Читать книгу Scènes historiques.... Série 1 - Henriette de Witt - Страница 9
VII
ОглавлениеMessire Charles de Blois ne tarda pas beaucoup à Rennes, dès qu’il y eut mis garnison, lui et toute son armée vinrent se camper devant Hennebon; la ville et le château étaient forts, bien armés de bons chevaliers, et la comtesse y était, qui valait bien des gens d’armes. Les sorties des assiégés étaient constantes et harassaient fort les ennemis; mais à mesure que les succès du comte de Blois allaient croissant, un plus grand nombre de seigneurs bretons venaient lui rendre hommage, et le château d’Hennebon avait fort affaire à rendre courage à la ville. La comtesse avait endossé la cuirasse, au grand chagrin d’Odette; lorsqu’on avait apporté dans la chambre de sa maîtresse une légère armure de Milan, dorée et damasquinée, elle avait reculé d’horreur.
«Ah! madame, dit-elle en regardant Jeanne qui soulevait de ses blanches mains l’appareil guerrier; ce ne sont point jouets pour les femmes que les cuirasses et les épées.
— Ne sont jouets, ma fille, dit la comtesse dont le front était devenu plus grave encore que de coutume, mais bien sérieuses affaires et qui touchent à l’honneur comme au bon droit. Si monseigneur était céans pour combattre ses ennemis. je n’échangerais pas mon fuseau et mon aiguille contre cette épée; mais puisque mon fils n’a peut-être à cette heure d’autre père que moi, si faut-il bien que je devienne homme pour défendre son héritage;» et elle ordonna à sa suivante de lacer sa cuirasse et d’attacher ses brassards.
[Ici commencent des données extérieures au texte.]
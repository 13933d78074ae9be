//! The stats report: every topology metric in one serializable record.
//!
//! # Precision
//!
//! | field                              | places |
//! |------------------------------------|--------|
//! | averages, mean, stddev, threshold  | 3      |
//! | hub z-scores, redundancy similarity| 3      |
//! | clustering coefficient             | 4      |
//! | largest weak component percentage  | 1      |

use chrono::{DateTime, Utc};
use serde::{Deserialize, Serialize};
use tracing::{info, instrument};
use trellis_core::contract::{CONTRACT_VERSION, format_timestamp};
use trellis_core::graph::{Edge, Node};

use crate::graph::{Adjacency, strong_components, weak_components};
use crate::metrics::{
    Histogram, Hub, REDUNDANCY_THRESHOLD, RedundantPair, degree_summary, mean_clustering,
    redundant_neighborhoods, round_to,
};

#[derive(Debug, Clone, PartialEq, Serialize, Deserialize)]
pub struct StatsReport {
    pub contract_version: String,
    pub timestamp: String,
    /// Documents root the graph was built from, as given.
    pub source: String,
    pub node_count: usize,
    pub edge_count: usize,
    pub avg_out_degree: f64,
    pub avg_in_degree: f64,
    pub avg_total_degree: f64,
    pub degree_mean: f64,
    pub degree_stddev: f64,
    /// `mean + 2·sd` of total degree, unrounded: a node is a hub exactly
    /// when its total degree is greater than this value.
    pub hub_threshold: f64,
    pub degree_distribution: Histogram,
    pub in_degree_distribution: Histogram,
    pub out_degree_distribution: Histogram,
    pub hubs: Vec<Hub>,
    pub hub_count: usize,
    pub leaves: Vec<String>,
    pub leaf_count: usize,
    pub clustering_coefficient: f64,
    pub weak_component_count: usize,
    pub strong_component_count: usize,
    pub largest_weak_component_pct: f64,
    pub redundant_neighborhoods: Vec<RedundantPair>,
    pub redundant_neighborhood_count: usize,
}

/// Compute the full report for a graph.
///
/// Pure apart from the supplied `source` label and `now` stamp. Edges with
/// unknown endpoints, self-loops, and duplicates are ignored.
#[instrument(skip(nodes, edges), fields(nodes = nodes.len(), edges = edges.len()))]
#[must_use]
pub fn compute_stats(
    nodes: &[Node],
    edges: &[Edge],
    source: &str,
    now: DateTime<Utc>,
) -> StatsReport {
    let adj = Adjacency::from_graph(nodes, edges);
    let report = stats_for(&adj, source, now);
    info!(
        hubs = report.hub_count,
        weak = report.weak_component_count,
        strong = report.strong_component_count,
        "stats computed"
    );
    report
}

/// [`compute_stats`] over a prebuilt adjacency.
#[must_use]
pub fn stats_for(adj: &Adjacency, source: &str, now: DateTime<Utc>) -> StatsReport {
    let node_count = adj.len();
    let edge_count = adj.edge_count();

    let degrees = degree_summary(adj);
    let weak = weak_components(adj);
    let strong = strong_components(adj);
    let largest_weak = weak.iter().map(Vec::len).max().unwrap_or(0);
    let redundant = redundant_neighborhoods(adj, REDUNDANCY_THRESHOLD);

    let avg_out = ratio(edge_count, node_count);

    StatsReport {
        contract_version: CONTRACT_VERSION.to_string(),
        timestamp: format_timestamp(now),
        source: source.to_string(),
        node_count,
        edge_count,
        avg_out_degree: round_to(avg_out, 3),
        avg_in_degree: round_to(avg_out, 3),
        avg_total_degree: round_to(2.0 * avg_out, 3),
        degree_mean: round_to(degrees.mean, 3),
        degree_stddev: round_to(degrees.stddev, 3),
        hub_threshold: degrees.hub_threshold,
        degree_distribution: degrees.total_distribution,
        in_degree_distribution: degrees.in_distribution,
        out_degree_distribution: degrees.out_distribution,
        hub_count: degrees.hubs.len(),
        hubs: degrees.hubs,
        leaf_count: degrees.leaves.len(),
        leaves: degrees.leaves,
        clustering_coefficient: round_to(mean_clustering(adj), 4),
        weak_component_count: weak.len(),
        strong_component_count: strong.len(),
        largest_weak_component_pct: round_to(100.0 * ratio(largest_weak, node_count), 1),
        redundant_neighborhood_count: redundant.len(),
        redundant_neighborhoods: redundant,
    }
}

#[allow(clippy::cast_precision_loss)]
fn ratio(numerator: usize, denominator: usize) -> f64 {
    if denominator == 0 {
        return 0.0;
    }
    numerator as f64 / denominator as f64
}

#[cfg(test)]
mod tests {
    use super::*;
    use chrono::TimeZone;
    use std::path::PathBuf;

    fn node(id: &str) -> Node {
        Node {
            id: id.to_string(),
            short_key: id.to_lowercase(),
            title: id.to_string(),
            rel_path: PathBuf::new(),
        }
    }

    fn stats(ids: &[&str], edges: &[(&str, &str)]) -> StatsReport {
        let nodes: Vec<Node> = ids.iter().map(|id| node(id)).collect();
        let edges: Vec<Edge> = edges.iter().map(|(s, t)| Edge::new(*s, *t)).collect();
        let now = Utc
            .with_ymd_and_hms(2026, 2, 3, 4, 5, 6)
            .single()
            .expect("valid");
        compute_stats(&nodes, &edges, "docs", now)
    }

    #[test]
    fn three_document_example() {
        let r = stats(&["A", "B", "C"], &[("A", "B"), ("A", "C"), ("B", "A")]);
        assert_eq!(r.node_count, 3);
        assert_eq!(r.edge_count, 3);
        assert_eq!(r.leaves, vec!["C"]);
        assert_eq!(r.leaf_count, 1);
        assert_eq!(r.weak_component_count, 1);
        assert_eq!(r.strong_component_count, 2);
        assert!((r.largest_weak_component_pct - 100.0).abs() < f64::EPSILON);
        assert!((r.avg_out_degree - 1.0).abs() < f64::EPSILON);
        assert!((r.avg_total_degree - 2.0).abs() < f64::EPSILON);
        assert_eq!(r.timestamp, "2026-02-03T04:05:06Z");
        assert_eq!(r.source, "docs");
    }

    #[test]
    fn empty_corpus_reports_zeros() {
        let r = stats(&[], &[]);
        assert_eq!(r.node_count, 0);
        assert!(r.avg_out_degree.abs() < f64::EPSILON);
        assert!(r.degree_mean.abs() < f64::EPSILON);
        assert!(r.clustering_coefficient.abs() < f64::EPSILON);
        assert!(r.largest_weak_component_pct.abs() < f64::EPSILON);
        assert_eq!(r.weak_component_count, 0);
        assert_eq!(r.strong_component_count, 0);
        assert!(r.hubs.is_empty());
        assert!(r.redundant_neighborhoods.is_empty());
    }

    #[test]
    fn nodes_without_edges() {
        let r = stats(&["a", "b", "c", "d"], &[("a", "b")]);
        assert_eq!(r.weak_component_count, 3);
        assert_eq!(r.strong_component_count, 4);
        assert!((r.largest_weak_component_pct - 50.0).abs() < f64::EPSILON);
        assert_eq!(r.leaves, vec!["a", "b", "c", "d"]);
        assert_eq!(r.degree_distribution, Histogram::from([(0, 2), (1, 2)]));
    }

    #[test]
    fn largest_component_percentage_rounds_to_one_place() {
        let r = stats(&["a", "b", "c"], &[("a", "b")]);
        assert!((r.largest_weak_component_pct - 66.7).abs() < 1e-9);
    }

    #[test]
    fn json_has_every_field() {
        let r = stats(&["A", "B"], &[("A", "B")]);
        let value = serde_json::to_value(&r).expect("json");
        for key in [
            "contract_version",
            "timestamp",
            "source",
            "node_count",
            "edge_count",
            "avg_out_degree",
            "avg_in_degree",
            "avg_total_degree",
            "degree_mean",
            "degree_stddev",
            "hub_threshold",
            "degree_distribution",
            "in_degree_distribution",
            "out_degree_distribution",
            "hubs",
            "hub_count",
            "leaves",
            "leaf_count",
            "clustering_coefficient",
            "weak_component_count",
            "strong_component_count",
            "largest_weak_component_pct",
            "redundant_neighborhoods",
            "redundant_neighborhood_count",
        ] {
            assert!(value.get(key).is_some(), "missing {key}");
        }
        assert_eq!(value["degree_distribution"]["1"], 2);
    }

    #[test]
    #[allow(clippy::cast_precision_loss)]
    fn published_threshold_separates_hubs() {
        // totals: hub 6, every other node 1; the threshold is irrational
        let ids = ["a", "b", "c", "d", "e", "f", "g", "h", "hub"];
        let edges: Vec<(&str, &str)> = ["a", "b", "c", "d", "e", "f"]
            .iter()
            .map(|s| ("hub", *s))
            .chain([("g", "h")])
            .collect();
        let r = stats(&ids, &edges);
        assert_eq!(r.hub_count, 1);
        for hub in &r.hubs {
            assert!(hub.degree as f64 > r.hub_threshold);
        }
        for (degree, _) in &r.degree_distribution {
            let listed = r.hubs.iter().any(|h| h.degree == *degree);
            assert_eq!(*degree as f64 > r.hub_threshold, listed);
        }
    }

    #[test]
    fn unknown_endpoints_are_ignored() {
        let r = stats(&["a", "b"], &[("a", "b"), ("a", "ghost"), ("a", "a")]);
        assert_eq!(r.edge_count, 1);
    }
}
Odette pleurait et ses doigts inexpérimentés accomplissaient lentement leur tâche.
«Faut-il qu’en vrai chevalier j’envoie chercher un écuyer?» dit la comtesse en riant.
Odette frémit, et elle acheva d’armer la comtesse.
Jeanne venait de sortir de sa chambre, rougissant et presque confuse de son nouveau costume; on lui amena son palefroi, elle sauta en selle, une longue robe couvrait ses pieds.
«Or sus, mesdames, cria-t-elle à ses suivantes, donnez l’exemple aux femmes de la ville et qu’on porte des pierres aux créneaux pour jeter aux ennemis: on fait bouillir de l’huile dans les cuisines et brûler de la chaux dans les cours pour les saluer s’ils tentent l’assaut.»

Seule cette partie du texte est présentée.